(MATERIAL PROVIDED begins)
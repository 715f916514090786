//! Server configuration and store factory.

use std::path::{Path, PathBuf};
use std::sync::Arc;

use anyhow::{Context, Result};
use serde::{Deserialize, Serialize};

use examforge_core::traits::AttemptStore;
use examforge_core::EngineConfig;
use examforge_store::{MemoryStore, SqliteStore};

/// Which attempt store backs the engine.
#[derive(Debug, Clone, Copy, PartialEq, Eq, Default, Serialize, Deserialize)]
#[serde(rename_all = "lowercase")]
pub enum StorageBackend {
    #[default]
    Sqlite,
    Memory,
}

#[derive(Debug, Clone, Serialize, Deserialize)]
pub struct ServerSection {
    /// Listen address, `host:port`.
    #[serde(default = "default_bind")]
    pub bind: String,
}

impl Default for ServerSection {
    fn default() -> Self {
        Self {
            bind: default_bind(),
        }
    }
}

#[derive(Debug, Clone, Serialize, Deserialize)]
pub struct StorageConfig {
    #[serde(default)]
    pub backend: StorageBackend,
    /// SQLite database file; ignored by the memory backend.
    #[serde(default = "default_db_path")]
    pub path: PathBuf,
}

impl Default for StorageConfig {
    fn default() -> Self {
        Self {
            backend: StorageBackend::default(),
            path: default_db_path(),
        }
    }
}

/// Top-level examforge configuration.
#[derive(Debug, Clone, Serialize, Deserialize)]
pub struct ExamforgeConfig {
    #[serde(default)]
    pub server: ServerSection,
    #[serde(default)]
    pub storage: StorageConfig,
    #[serde(default)]
    pub engine: EngineConfig,
    /// Directory of assessment definition files.
    #[serde(default = "default_assessments_dir")]
    pub assessments_dir: PathBuf,
}

fn default_bind() -> String {
    "127.0.0.1:7460".to_string()
}
fn default_db_path() -> PathBuf {
    PathBuf::from("./examforge.db")
}
fn default_assessments_dir() -> PathBuf {
    PathBuf::from("./assessments")
}

impl Default for ExamforgeConfig {
    fn default() -> Self {
        Self {
            server: ServerSection::default(),
            storage: StorageConfig::default(),
            engine: EngineConfig::default(),
            assessments_dir: default_assessments_dir(),
        }
    }
}

/// Resolve environment variable references like `${VAR_NAME}` in a string.
fn resolve_env_vars(s: &str) -> String {
    let mut result = s.to_string();
    while let Some(start) = result.find("${") {
        if let Some(end) = result[start..].find('}') {
            let var_name = &result[start + 2..start + end];
            let value = std::env::var(var_name).unwrap_or_default();
            result = format!(
                "{}{}{}",
                &result[..start],
                value,
                &result[start + end + 1..]
            );
        } else {
            break;
        }
    }
    result
}

fn resolve_path(path: &Path) -> PathBuf {
    PathBuf::from(resolve_env_vars(&path.to_string_lossy()))
}

/// Load configuration from well-known paths.
///
/// Search order:
/// 1. `examforge.toml` in the current directory
/// 2. `~/.config/examforge/config.toml`
///
/// Environment variable overrides: `EXAMFORGE_BIND`, `EXAMFORGE_DB`.
pub fn load_config() -> Result<ExamforgeConfig> {
    load_config_from(None)
}

/// Load config from an explicit path, or search the default locations.
pub fn load_config_from(path: Option<&Path>) -> Result<ExamforgeConfig> {
    let config_path = if let Some(p) = path {
        if p.exists() {
            Some(p.to_path_buf())
        } else {
            anyhow::bail!("config file not found: {}", p.display());
        }
    } else {
        let local = PathBuf::from("examforge.toml");
        if local.exists() {
            Some(local)
        } else {
            dirs_path()
                .map(|home| home.join("config.toml"))
                .filter(|global| global.exists())
        }
    };

    let mut config = match config_path {
        Some(path) => {
            let content = std::fs::read_to_string(&path)
                .with_context(|| format!("failed to read config: {}", path.display()))?;
            let config = toml::from_str::<ExamforgeConfig>(&content)
                .with_context(|| format!("failed to parse config: {}", path.display()))?;
            tracing::debug!(path = %path.display(), "loaded config");
            config
        }
        None => ExamforgeConfig::default(),
    };

    if let Ok(bind) = std::env::var("EXAMFORGE_BIND") {
        config.server.bind = bind;
    }
    if let Ok(db) = std::env::var("EXAMFORGE_DB") {
        config.storage.path = PathBuf::from(db);
    }

    config.server.bind = resolve_env_vars(&config.server.bind);
    config.storage.path = resolve_path(&config.storage.path);
    config.assessments_dir = resolve_path(&config.assessments_dir);

    Ok(config)
}

fn dirs_path() -> Option<PathBuf> {
    std::env::var("HOME")
        .ok()
        .map(|h| PathBuf::from(h).join(".config").join("examforge"))
}

/// Create the attempt store described by `config`.
pub fn build_store(config: &StorageConfig) -> Result<Arc<dyn AttemptStore>> {
    match config.backend {
        StorageBackend::Sqlite => Ok(Arc::new(SqliteStore::open(&config.path)?)),
        StorageBackend::Memory => {
            tracing::warn!("using in-memory attempt store; attempts are lost on exit");
            Ok(Arc::new(MemoryStore::new()))
        }
    }
}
(MATERIAL PROVIDED ends)
PROBLEM: When the entries above are retyped, each line must stay exactly as it is.

TASK RESPONSE:
repository 715f916514090786
//! Server configuration and store factory.

use std::path::{Path, PathBuf};
use std::sync::Arc;

use anyhow::{Context, Result};
use serde::{Deserialize, Serialize};

use examforge_core::traits::AttemptStore;
use examforge_core::EngineConfig;
use examforge_store::{MemoryStore, SqliteStore};

/// Which attempt store backs the engine.
#[derive(Debug, Clone, Copy, PartialEq, Eq, Default, Serialize, Deserialize)]
#[serde(rename_all = "lowercase")]
pub enum StorageBackend {
    #[default]
    Sqlite,
    Memory,
}

#[derive(Debug, Clone, Serialize, Deserialize)]
pub struct ServerSection {
    /// Listen address, `host:port`.
    #[serde(default = "default_bind")]
    pub bind: String,
}

impl Default for ServerSection {
    fn default() -> Self {
        Self {
            bind: default_bind(),
        }
    }
}

#[derive(Debug, Clone, Serialize, Deserialize)]
pub struct StorageConfig {
    #[serde(default)]
    pub backend: StorageBackend,
    /// SQLite database file; ignored by the memory backend.
    #[serde(default = "default_db_path")]
    pub path: PathBuf,
}

impl Default for StorageConfig {
    fn default() -> Self {
        Self {
            backend: StorageBackend::default(),
            path: default_db_path(),
        }
    }
}

/// Top-level examforge configuration.
#[derive(Debug, Clone, Serialize, Deserialize)]
pub struct ExamforgeConfig {
    #[serde(default)]
    pub server: ServerSection,
    #[serde(default)]
    pub storage: StorageConfig,
    #[serde(default)]
    pub engine: EngineConfig,
    /// Directory of assessment definition files.
    #[serde(default = "default_assessments_dir")]
    pub assessments_dir: PathBuf,
}

fn default_bind() -> String {
    "127.0.0.1:7460".to_string()
}
fn default_db_path() -> PathBuf {
    PathBuf::from("./examforge.db")
}
fn default_assessments_dir() -> PathBuf {
    PathBuf::from("./assessments")
}

impl Default for ExamforgeConfig {
    fn default() -> Self {
        Self {
            server: ServerSection::default(),
            storage: StorageConfig::default(),
            engine: EngineConfig::default(),
            assessments_dir: default_assessments_dir(),
        }
    }
}

/// Resolve environment variable references like `${VAR_NAME}` in a string.
fn resolve_env_vars(s: &str) -> String {
    let mut result = s.to_string();
    while let Some(start) = result.find("${") {
        if let Some(end) = result[start..].find('}') {
            let var_name = &result[start + 2..start + end];
            let value = std::env::var(var_name).unwrap_or_default();
            result = format!(
                "{}{}{}",
                &result[..start],
                value,
                &result[start + end + 1..]
            );
        } else {
            break;
        }
    }
    result
}

fn resolve_path(path: &Path) -> PathBuf {
    PathBuf::from(resolve_env_vars(&path.to_string_lossy()))
}

/// Load configuration from well-known paths.
///
/// Search order:
/// 1. `examforge.toml` in the current directory
/// 2. `~/.config/examforge/config.toml`
///
/// Environment variable overrides: `EXAMFORGE_BIND`, `EXAMFORGE_DB`.
pub fn load_config() -> Result<ExamforgeConfig> {
    load_config_from(None)
}

/// Load config from an explicit path, or search the default locations.
pub fn load_config_from(path: Option<&Path>) -> Result<ExamforgeConfig> {
    let config_path = if let Some(p) = path {
        if p.exists() {
            Some(p.to_path_buf())
        } else {
            anyhow::bail!("config file not found: {}", p.display());
        }
    } else {
        let local = PathBuf::from("examforge.toml");
        if local.exists() {
            Some(local)
        } else {
            dirs_path()
                .map(|home| home.join("config.toml"))
                .filter(|global| global.exists())
        }
    };

    let mut config = match config_path {
        Some(path) => {
            let content = std::fs::read_to_string(&path)
                .with_context(|| format!("failed to read config: {}", path.display()))?;
            let config = toml::from_str::<ExamforgeConfig>(&content)
                .with_context(|| format!("failed to parse config: {}", path.display()))?;
            tracing::debug!(path = %path.display(), "loaded config");
            config
        }
        None => ExamforgeConfig::default(),
    };

    if let Ok(bind) = std::env::var("EXAMFORGE_BIND") {
        config.server.bind = bind;
    }
    if let Ok(db) = std::env::var("EXAMFORGE_DB") {
        config.storage.path = PathBuf::from(db);
    }

    config.server.bind = resolve_env_vars(&config.server.bind);
    config.storage.path = resolve_path(&config.storage.path);
    config.assessments_dir = resolve_path(&config.assessments_dir);

    Ok(config)
}

fn dirs_path() -> Option<PathBuf> {
    std::env::var("HOME")
        .ok()
        .map(|h| PathBuf::from(h).join(".config").join("examforge"))
}

/// Create the attempt store described by `config`.
pub fn build_store(config: &StorageConfig) -> Result<Arc<dyn AttemptStore>> {
    match config.backend {
        StorageBackend::Sqlite => Ok(Arc::new(SqliteStore::open(&config.path)?)),
        StorageBackend::Memory => {
            tracing::warn!("using in-memory attempt store; attempts are lost on exit");
            Ok(Arc::new(MemoryStore::new()))
        }
    }
}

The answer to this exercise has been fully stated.